** EXERCISE INPUTS **
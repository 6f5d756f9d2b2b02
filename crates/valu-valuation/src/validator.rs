//! Cross-cutting input/output validation (§4.7): runs before any valuation
//! model and after, independent of which model produced the result.

use valu_core::{Failure, FinancialData};

use crate::growth::MIN_WACC_GROWTH_SPREAD;

/// Epsilon for WACC-minus-growth spread comparisons, absorbing floating
/// point noise at the boundary of the 4pp guard.
pub const SPREAD_EPSILON: f64 = 1e-6;

/// Validate a `FinancialData` snapshot before any model runs (§4.7 pre-checks).
pub fn validate_inputs(data: &FinancialData) -> Result<(), Failure> {
    data.validate()?;
    if data.current_price <= 0.0 {
        return Err(Failure::validation_failed(
            "current_price",
            "current price must be > 0",
        ));
    }
    if data.data_completeness < 0.0 || data.data_completeness > 1.0 {
        return Err(Failure::validation_failed(
            "data_completeness",
            "data completeness must be within [0, 1]",
        ));
    }
    if data.shares_outstanding <= 1000.0 {
        return Err(Failure::validation_failed(
            "shares_outstanding",
            "share count must exceed 1000 (this is a count, not a count in billions)",
        ));
    }
    if data.cash < 0.0 {
        return Err(Failure::validation_failed("cash", "cash must be >= 0"));
    }
    if data.total_debt < 0.0 {
        return Err(Failure::validation_failed(
            "total_debt",
            "total debt must be >= 0",
        ));
    }
    if !data.revenue.is_finite() {
        return Err(Failure::validation_failed(
            "revenue",
            "revenue must be finite",
        ));
    }
    if !data.ebitda.is_finite() {
        return Err(Failure::validation_failed("ebitda", "ebitda must be finite"));
    }
    Ok(())
}

/// Validate the derived model inputs (base FCF, WACC, terminal growth) once
/// the FCF/WACC/growth stages have run, before any valuation model consumes
/// them (§4.7 pre-checks that depend on derived rather than raw values).
pub fn validate_model_inputs(base_fcf: f64, wacc: f64, terminal_growth: f64) -> Result<(), Failure> {
    if !base_fcf.is_finite() || base_fcf == 0.0 {
        return Err(Failure::validation_failed(
            "base_fcf",
            "base FCF must be finite and non-zero",
        ));
    }
    if !(wacc > 0.0 && wacc < 0.5) {
        return Err(Failure::validation_failed(
            "wacc",
            "WACC must be within (0, 50%)",
        ));
    }
    if terminal_growth >= wacc {
        return Err(Failure::validation_failed(
            "terminal_growth",
            "terminal growth must be below WACC",
        ));
    }
    if terminal_growth < -0.05 {
        return Err(Failure::validation_failed(
            "terminal_growth",
            "terminal growth must not be below -5%",
        ));
    }
    Ok(())
}

/// Validate that a WACC/terminal-growth pair satisfies the spread guard
/// before it is used to build a terminal value, and that the resulting
/// fair value per share clears the order-of-magnitude guard (§4.7 post-checks).
pub fn validate_output(
    wacc: f64,
    terminal_growth: f64,
    fair_value_per_share: f64,
    current_price: f64,
) -> Result<(), Failure> {
    if wacc - terminal_growth < MIN_WACC_GROWTH_SPREAD - SPREAD_EPSILON {
        return Err(Failure::numerical_degenerate(format!(
            "WACC - terminal growth spread ({:.4}) is below the required {:.2}pp minimum",
            wacc - terminal_growth,
            MIN_WACC_GROWTH_SPREAD * 100.0
        )));
    }
    if current_price > 0.0 && (fair_value_per_share <= 0.0 || fair_value_per_share >= 10.0 * current_price) {
        return Err(Failure::validation_failed(
            "fair_value_per_share",
            format!(
                "fair value per share ({fair_value_per_share:.2}) is outside the plausible \
                 (0, 10x current price={current_price:.2}) range"
            ),
        ));
    }
    Ok(())
}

** TASK DIRECTIONS **
Please filter the entries above down to the lines holding "checks" and copy them.

** RESULT FOR THIS EXERCISE **
/// Validate a `FinancialData` snapshot before any model runs (§4.7 pre-checks).
/// them (§4.7 pre-checks that depend on derived rather than raw values).
/// fair value per share clears the order-of-magnitude guard (§4.7 post-checks).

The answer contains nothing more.